## What the task asks
Filter the material below down to the lines containing the word "since".

== Material for this task ==

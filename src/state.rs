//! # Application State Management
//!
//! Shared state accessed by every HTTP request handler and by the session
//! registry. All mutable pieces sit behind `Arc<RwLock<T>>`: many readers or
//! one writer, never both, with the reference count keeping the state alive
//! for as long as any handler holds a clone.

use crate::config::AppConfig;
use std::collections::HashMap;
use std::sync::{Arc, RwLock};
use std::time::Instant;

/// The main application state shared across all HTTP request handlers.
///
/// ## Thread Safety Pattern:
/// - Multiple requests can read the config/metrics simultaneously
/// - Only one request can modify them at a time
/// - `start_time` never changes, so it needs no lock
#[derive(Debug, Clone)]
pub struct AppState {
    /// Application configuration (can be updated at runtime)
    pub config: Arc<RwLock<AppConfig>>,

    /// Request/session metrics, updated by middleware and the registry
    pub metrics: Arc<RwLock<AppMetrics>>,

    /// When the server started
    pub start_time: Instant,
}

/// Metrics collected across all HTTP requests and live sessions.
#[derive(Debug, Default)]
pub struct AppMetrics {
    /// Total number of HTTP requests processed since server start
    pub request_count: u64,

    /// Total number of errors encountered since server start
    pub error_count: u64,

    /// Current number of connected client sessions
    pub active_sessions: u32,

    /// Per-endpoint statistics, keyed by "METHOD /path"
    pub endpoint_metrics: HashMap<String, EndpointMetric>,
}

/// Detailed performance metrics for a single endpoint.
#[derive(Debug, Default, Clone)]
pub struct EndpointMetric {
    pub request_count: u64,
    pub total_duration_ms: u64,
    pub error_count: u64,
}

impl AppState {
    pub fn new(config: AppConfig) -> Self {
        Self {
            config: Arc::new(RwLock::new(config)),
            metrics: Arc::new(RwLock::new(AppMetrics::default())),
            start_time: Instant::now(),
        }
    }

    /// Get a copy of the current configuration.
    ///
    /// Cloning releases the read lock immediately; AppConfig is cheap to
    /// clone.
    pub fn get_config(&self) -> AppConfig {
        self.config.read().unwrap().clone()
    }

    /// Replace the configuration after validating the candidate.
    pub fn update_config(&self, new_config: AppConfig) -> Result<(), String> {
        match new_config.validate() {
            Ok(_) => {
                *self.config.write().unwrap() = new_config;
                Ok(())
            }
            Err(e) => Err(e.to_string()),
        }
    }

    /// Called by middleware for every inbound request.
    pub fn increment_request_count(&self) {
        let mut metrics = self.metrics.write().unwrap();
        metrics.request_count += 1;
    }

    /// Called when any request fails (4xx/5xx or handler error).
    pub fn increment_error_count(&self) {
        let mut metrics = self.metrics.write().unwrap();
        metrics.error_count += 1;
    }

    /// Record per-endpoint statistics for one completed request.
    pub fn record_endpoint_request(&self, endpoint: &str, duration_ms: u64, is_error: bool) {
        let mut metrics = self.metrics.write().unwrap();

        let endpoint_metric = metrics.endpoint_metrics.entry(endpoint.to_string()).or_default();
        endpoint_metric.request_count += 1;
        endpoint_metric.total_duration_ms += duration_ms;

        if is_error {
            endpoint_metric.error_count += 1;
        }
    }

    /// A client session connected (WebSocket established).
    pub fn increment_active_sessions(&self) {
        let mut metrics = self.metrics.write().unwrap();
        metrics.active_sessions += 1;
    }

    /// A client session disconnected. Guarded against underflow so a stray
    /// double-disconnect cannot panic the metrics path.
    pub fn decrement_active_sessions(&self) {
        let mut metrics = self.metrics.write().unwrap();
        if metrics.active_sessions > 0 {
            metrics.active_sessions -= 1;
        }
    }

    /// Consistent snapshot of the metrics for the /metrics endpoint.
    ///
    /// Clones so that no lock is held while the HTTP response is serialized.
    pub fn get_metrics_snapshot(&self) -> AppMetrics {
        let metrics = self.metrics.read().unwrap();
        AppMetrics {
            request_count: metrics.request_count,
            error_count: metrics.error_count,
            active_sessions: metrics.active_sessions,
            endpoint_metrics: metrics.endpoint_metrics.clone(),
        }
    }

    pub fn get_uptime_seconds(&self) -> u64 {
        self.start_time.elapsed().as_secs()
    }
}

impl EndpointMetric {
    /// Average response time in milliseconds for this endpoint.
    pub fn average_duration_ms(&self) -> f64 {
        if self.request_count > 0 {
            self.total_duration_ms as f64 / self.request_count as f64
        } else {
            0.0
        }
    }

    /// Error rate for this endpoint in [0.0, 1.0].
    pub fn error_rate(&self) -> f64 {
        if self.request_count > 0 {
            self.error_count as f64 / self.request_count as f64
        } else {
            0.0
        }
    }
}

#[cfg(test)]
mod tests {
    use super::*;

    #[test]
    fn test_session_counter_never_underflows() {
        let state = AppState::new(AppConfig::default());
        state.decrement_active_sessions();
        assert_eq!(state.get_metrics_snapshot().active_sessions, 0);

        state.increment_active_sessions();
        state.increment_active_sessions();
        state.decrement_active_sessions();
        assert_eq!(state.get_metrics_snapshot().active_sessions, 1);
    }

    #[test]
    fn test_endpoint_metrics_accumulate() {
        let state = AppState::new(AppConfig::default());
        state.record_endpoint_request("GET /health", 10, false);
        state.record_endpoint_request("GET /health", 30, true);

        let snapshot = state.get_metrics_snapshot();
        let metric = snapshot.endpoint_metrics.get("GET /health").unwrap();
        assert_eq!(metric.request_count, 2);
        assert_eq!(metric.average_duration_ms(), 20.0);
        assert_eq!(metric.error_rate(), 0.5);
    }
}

===

## Solution to the problem
    /// Total number of HTTP requests processed since server start
    /// Total number of errors encountered since server start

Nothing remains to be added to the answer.